What is needed here is an exact copy of every entry.

**Dataset excerpts**.
__________________________________________________

impl<'a> Parser<'a> {
    fn new(input: &'a str) -> Self {
        Self {
            input,
            pos: 0,
            open: Vec::new(),
        }
    }

    fn parse_nodes(&mut self) -> Vec<DomNode> {
        let mut nodes = Vec::new();
        while !self.eof() {
            if self.starts_with("</") {
                // A closing tag for an open element ends this run; one that
                // closes nothing open is dropped.
                let name = self.peek_closing_name();
                if self.open.iter().any(|open| *open == name) {
                    break;
                }
                log::debug!("Dropping stray closing tag </{name}>");
                self.skip_closing_tag();
                continue;
            }
            if let Some(node) = self.parse_node() {
                nodes.push(node);
            }
        }
        nodes
    }

    fn parse_node(&mut self) -> Option<DomNode> {
        if self.starts_with("<!--") {
            self.skip_comment();
            return None;
        }
        if self.starts_with("<!") || self.starts_with("<?") {
            // Skip doctype / processing instructions
            while !self.eof() && !self.starts_with(">") {
                self.advance();
            }
            if !self.eof() {
                self.advance(); // skip '>'
            }
            return None;
        }
        if self.at_element_start() {
            Some(self.parse_element())
        } else {
            self.parse_text()
        }
    }

    fn parse_text(&mut self) -> Option<DomNode> {
        let start = self.pos;
        // Always consume at least one char so a lone '<' cannot stall us.
        self.advance();
        while !self.eof() && !self.at_markup() {
            self.advance();
        }
        let raw = &self.input[start..self.pos];
        if raw.trim().is_empty() && raw.contains('\n') {
            return None;
        }
        Some(DomNode::Text(decode_entities(raw)))
    }

    fn parse_element(&mut self) -> DomNode {
        self.advance(); // '<'
        let tag_name = self.parse_name();
        let tag = Tag::from_name(&tag_name);
        let mut elem = ElementNode::new(tag);

        loop {
            self.skip_whitespace();
            if self.eof() || self.starts_with(">") || self.starts_with("/>") {
                break;
            }
            let (key, value) = self.parse_attribute();
            if key.is_empty() {
                // Unparseable byte inside the tag – skip it.
                self.advance();
                continue;
            }
            if elem.attr(&key).is_none() {
                elem.attributes.push((key, value));
            }
        }

        if self.starts_with("/>") {
            self.advance_by(2);
            return DomNode::Element(elem);
        }
        if self.starts_with(">") {
            self.advance();
        }
        if elem.tag.is_void() {
            return DomNode::Element(elem);
        }
        if self.open.len() >= MAX_DEPTH {
            log::debug!("Nesting deeper than {MAX_DEPTH}, flattening <{tag_name}>");
            return DomNode::Element(elem);
        }

        let own_name = elem.tag.name().to_string();
        self.open.push(own_name.clone());
        elem.children = self.parse_nodes();
        self.open.pop();

        // Consume our closing tag; a mismatched one is left for the ancestor
        // that owns it.
        if self.starts_with("</") && self.peek_closing_name() == own_name {
            self.skip_closing_tag();
        }

        DomNode::Element(elem)
    }

    fn parse_name(&mut self) -> String {
        let start = self.pos;
        while !self.eof() {
            let c = self.current_char();
            if c.is_alphanumeric() || c == '-' || c == '_' || c == ':' {
                self.advance();
            } else {
                break;
            }
        }
        self.input[start..self.pos].to_ascii_lowercase()
    }

    fn parse_attribute(&mut self) -> (String, String) {
        let key = self.parse_name();
        self.skip_whitespace();
        if !self.starts_with("=") {
            return (key, String::new());
        }
        self.advance(); // '='
        self.skip_whitespace();
        let value = self.parse_attr_value();
        (key, value)
    }

    fn parse_attr_value(&mut self) -> String {
        for quote in ["\"", "'"] {
            if self.starts_with(quote) {
                self.advance();
                let start = self.pos;
                while !self.eof() && !self.starts_with(quote) {
                    self.advance();
                }
                let val = decode_entities(&self.input[start..self.pos]);
                if !self.eof() {
                    self.advance();
                }
                return val;
            }
        }
        let start = self.pos;
        while !self.eof() {
            let c = self.current_char();
            if c.is_whitespace() || c == '>' {
                break;
            }
            if c == '/' && self.input[self.pos..].starts_with("/>") {
                break;
            }
            self.advance();
        }
        decode_entities(&self.input[start..self.pos])
    }

    fn peek_closing_name(&self) -> String {
        let rest = &self.input[self.pos + 2..];
        rest.chars()
            .take_while(|c| c.is_alphanumeric() || *c == '-' || *c == '_' || *c == ':')
            .collect::<String>()
            .to_ascii_lowercase()
    }

    fn skip_closing_tag(&mut self) {
        while !self.eof() && !self.starts_with(">") {
            self.advance();
        }
        if !self.eof() {
            self.advance();
        }
    }

    fn skip_whitespace(&mut self) {
        while !self.eof() && self.current_char().is_whitespace() {
            self.advance();
        }
    }

    fn skip_comment(&mut self) {
        self.advance_by(4); // <!--
        while !self.eof() && !self.starts_with("-->") {
            self.advance();
        }
        if !self.eof() {
            self.advance_by(3);
        }
    }

    /// `<` followed by a letter.
    fn at_element_start(&self) -> bool {
        let mut chars = self.input[self.pos..].chars();
        chars.next() == Some('<') && chars.next().is_some_and(|c| c.is_ascii_alphabetic())
    }

    /// Anything that ends a text run: an element, a closing tag, a comment
    /// or a declaration.
    fn at_markup(&self) -> bool {
        self.at_element_start()
            || self.starts_with("</")
            || self.starts_with("<!")
            || self.starts_with("<?")
    }

    fn starts_with(&self, s: &str) -> bool {
        self.input[self.pos..].starts_with(s)
    }

    fn eof(&self) -> bool {
        self.pos >= self.input.len()
    }

    fn current_char(&self) -> char {
        self.input[self.pos..].chars().next().unwrap_or('\0')
    }

    fn advance(&mut self) {
        if let Some(c) = self.input[self.pos..].chars().next() {
            self.pos += c.len_utf8();
        }
    }

    fn advance_by(&mut self, n: usize) {
        for _ in 0..n {
            self.advance();
        }
    }
}
//! Sync decisions
//!
//! For each candidate file the engine decides whether a local copy must be
//! fetched. Exclusion is checked first and wins over staleness; after that a path
//! is fetched when it is unknown, failed last time, or its content identifier
//! changed.

use crate::exclusion::ExclusionConfig;
use crate::record::{ChangeRecord, RecordEntry};
use crate::repo::RepoId;

/// Why a file is being fetched
#[derive(Debug, Clone, Copy, PartialEq, Eq)]
pub enum FetchReason {
    /// Path has no record entry
    New,
    /// Last attempt for this path failed
    Retry,
    /// Recorded content identifier differs from the remote one
    Changed,
}

/// Outcome of the decision for one candidate file
#[derive(Debug, Clone, Copy, PartialEq, Eq)]
pub enum Decision {
    Fetch(FetchReason),
    /// Recorded identifier matches the remote one
    SkipCurrent,
    /// Path is configured as excluded for its repository
    SkipExcluded,
}

impl Decision {
    pub fn is_fetch(&self) -> bool {
        matches!(self, Decision::Fetch(_))
    }
}

/// Full decision for `path` in `repo`, including the exclusion check
pub fn decide(
    exclusions: &ExclusionConfig,
    repo: &RepoId,
    path: &str,
    content_id: &str,
    record: &ChangeRecord,
) -> Decision {
    if exclusions.is_excluded(repo, path) {
        return Decision::SkipExcluded;
    }

    decide_change(path, content_id, record)
}

/// Change detection alone: compare `content_id` against the recorded status
pub fn decide_change(path: &str, content_id: &str, record: &ChangeRecord) -> Decision {
    match record.get(path) {
        None => Decision::Fetch(FetchReason::New),
        Some(RecordEntry::Failed) => Decision::Fetch(FetchReason::Retry),
        Some(RecordEntry::Synced(recorded)) if recorded != content_id => {
            Decision::Fetch(FetchReason::Changed)
        }
        Some(RecordEntry::Synced(_)) => Decision::SkipCurrent,
    }
}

__________________________________________________

**EXERCISE ANSWER**.
impl<'a> Parser<'a> {
    fn new(input: &'a str) -> Self {
        Self {
            input,
            pos: 0,
            open: Vec::new(),
        }
    }

    fn parse_nodes(&mut self) -> Vec<DomNode> {
        let mut nodes = Vec::new();
        while !self.eof() {
            if self.starts_with("</") {
                // A closing tag for an open element ends this run; one that
                // closes nothing open is dropped.
                let name = self.peek_closing_name();
                if self.open.iter().any(|open| *open == name) {
                    break;
                }
                log::debug!("Dropping stray closing tag </{name}>");
                self.skip_closing_tag();
                continue;
            }
            if let Some(node) = self.parse_node() {
                nodes.push(node);
            }
        }
        nodes
    }

    fn parse_node(&mut self) -> Option<DomNode> {
        if self.starts_with("<!--") {
            self.skip_comment();
            return None;
        }
        if self.starts_with("<!") || self.starts_with("<?") {
            // Skip doctype / processing instructions
            while !self.eof() && !self.starts_with(">") {
                self.advance();
            }
            if !self.eof() {
                self.advance(); // skip '>'
            }
            return None;
        }
        if self.at_element_start() {
            Some(self.parse_element())
        } else {
            self.parse_text()
        }
    }

    fn parse_text(&mut self) -> Option<DomNode> {
        let start = self.pos;
        // Always consume at least one char so a lone '<' cannot stall us.
        self.advance();
        while !self.eof() && !self.at_markup() {
            self.advance();
        }
        let raw = &self.input[start..self.pos];
        if raw.trim().is_empty() && raw.contains('\n') {
            return None;
        }
        Some(DomNode::Text(decode_entities(raw)))
    }

    fn parse_element(&mut self) -> DomNode {
        self.advance(); // '<'
        let tag_name = self.parse_name();
        let tag = Tag::from_name(&tag_name);
        let mut elem = ElementNode::new(tag);

        loop {
            self.skip_whitespace();
            if self.eof() || self.starts_with(">") || self.starts_with("/>") {
                break;
            }
            let (key, value) = self.parse_attribute();
            if key.is_empty() {
                // Unparseable byte inside the tag – skip it.
                self.advance();
                continue;
            }
            if elem.attr(&key).is_none() {
                elem.attributes.push((key, value));
            }
        }

        if self.starts_with("/>") {
            self.advance_by(2);
            return DomNode::Element(elem);
        }
        if self.starts_with(">") {
            self.advance();
        }
        if elem.tag.is_void() {
            return DomNode::Element(elem);
        }
        if self.open.len() >= MAX_DEPTH {
            log::debug!("Nesting deeper than {MAX_DEPTH}, flattening <{tag_name}>");
            return DomNode::Element(elem);
        }

        let own_name = elem.tag.name().to_string();
        self.open.push(own_name.clone());
        elem.children = self.parse_nodes();
        self.open.pop();

        // Consume our closing tag; a mismatched one is left for the ancestor
        // that owns it.
        if self.starts_with("</") && self.peek_closing_name() == own_name {
            self.skip_closing_tag();
        }

        DomNode::Element(elem)
    }

    fn parse_name(&mut self) -> String {
        let start = self.pos;
        while !self.eof() {
            let c = self.current_char();
            if c.is_alphanumeric() || c == '-' || c == '_' || c == ':' {
                self.advance();
            } else {
                break;
            }
        }
        self.input[start..self.pos].to_ascii_lowercase()
    }

    fn parse_attribute(&mut self) -> (String, String) {
        let key = self.parse_name();
        self.skip_whitespace();
        if !self.starts_with("=") {
            return (key, String::new());
        }
        self.advance(); // '='
        self.skip_whitespace();
        let value = self.parse_attr_value();
        (key, value)
    }

    fn parse_attr_value(&mut self) -> String {
        for quote in ["\"", "'"] {
            if self.starts_with(quote) {
                self.advance();
                let start = self.pos;
                while !self.eof() && !self.starts_with(quote) {
                    self.advance();
                }
                let val = decode_entities(&self.input[start..self.pos]);
                if !self.eof() {
                    self.advance();
                }
                return val;
            }
        }
        let start = self.pos;
        while !self.eof() {
            let c = self.current_char();
            if c.is_whitespace() || c == '>' {
                break;
            }
            if c == '/' && self.input[self.pos..].starts_with("/>") {
                break;
            }
            self.advance();
        }
        decode_entities(&self.input[start..self.pos])
    }

    fn peek_closing_name(&self) -> String {
        let rest = &self.input[self.pos + 2..];
        rest.chars()
            .take_while(|c| c.is_alphanumeric() || *c == '-' || *c == '_' || *c == ':')
            .collect::<String>()
            .to_ascii_lowercase()
    }

    fn skip_closing_tag(&mut self) {
        while !self.eof() && !self.starts_with(">") {
            self.advance();
        }
        if !self.eof() {
            self.advance();
        }
    }

    fn skip_whitespace(&mut self) {
        while !self.eof() && self.current_char().is_whitespace() {
            self.advance();
        }
    }

    fn skip_comment(&mut self) {
        self.advance_by(4); // <!--
        while !self.eof() && !self.starts_with("-->") {
            self.advance();
        }
        if !self.eof() {
            self.advance_by(3);
        }
    }

    /// `<` followed by a letter.
    fn at_element_start(&self) -> bool {
        let mut chars = self.input[self.pos..].chars();
        chars.next() == Some('<') && chars.next().is_some_and(|c| c.is_ascii_alphabetic())
    }

    /// Anything that ends a text run: an element, a closing tag, a comment
    /// or a declaration.
    fn at_markup(&self) -> bool {
        self.at_element_start()
            || self.starts_with("</")
            || self.starts_with("<!")
            || self.starts_with("<?")
    }

    fn starts_with(&self, s: &str) -> bool {
        self.input[self.pos..].starts_with(s)
    }

    fn eof(&self) -> bool {
        self.pos >= self.input.len()
    }

    fn current_char(&self) -> char {
        self.input[self.pos..].chars().next().unwrap_or('\0')
    }

    fn advance(&mut self) {
        if let Some(c) = self.input[self.pos..].chars().next() {
            self.pos += c.len_utf8();
        }
    }

    fn advance_by(&mut self, n: usize) {
        for _ in 0..n {
            self.advance();
        }
    }
}
//! Sync decisions
//!
//! For each candidate file the engine decides whether a local copy must be
//! fetched. Exclusion is checked first and wins over staleness; after that a path
//! is fetched when it is unknown, failed last time, or its content identifier
//! changed.

use crate::exclusion::ExclusionConfig;
use crate::record::{ChangeRecord, RecordEntry};
use crate::repo::RepoId;

/// Why a file is being fetched
#[derive(Debug, Clone, Copy, PartialEq, Eq)]
pub enum FetchReason {
    /// Path has no record entry
    New,
    /// Last attempt for this path failed
    Retry,
    /// Recorded content identifier differs from the remote one
    Changed,
}

/// Outcome of the decision for one candidate file
#[derive(Debug, Clone, Copy, PartialEq, Eq)]
pub enum Decision {
    Fetch(FetchReason),
    /// Recorded identifier matches the remote one
    SkipCurrent,
    /// Path is configured as excluded for its repository
    SkipExcluded,
}

impl Decision {
    pub fn is_fetch(&self) -> bool {
        matches!(self, Decision::Fetch(_))
    }
}

/// Full decision for `path` in `repo`, including the exclusion check
pub fn decide(
    exclusions: &ExclusionConfig,
    repo: &RepoId,
    path: &str,
    content_id: &str,
    record: &ChangeRecord,
) -> Decision {
    if exclusions.is_excluded(repo, path) {
        return Decision::SkipExcluded;
    }

    decide_change(path, content_id, record)
}

/// Change detection alone: compare `content_id` against the recorded status
pub fn decide_change(path: &str, content_id: &str, record: &ChangeRecord) -> Decision {
    match record.get(path) {
        None => Decision::Fetch(FetchReason::New),
        Some(RecordEntry::Failed) => Decision::Fetch(FetchReason::Retry),
        Some(RecordEntry::Synced(recorded)) if recorded != content_id => {
            Decision::Fetch(FetchReason::Changed)
        }
        Some(RecordEntry::Synced(_)) => Decision::SkipCurrent,
    }
}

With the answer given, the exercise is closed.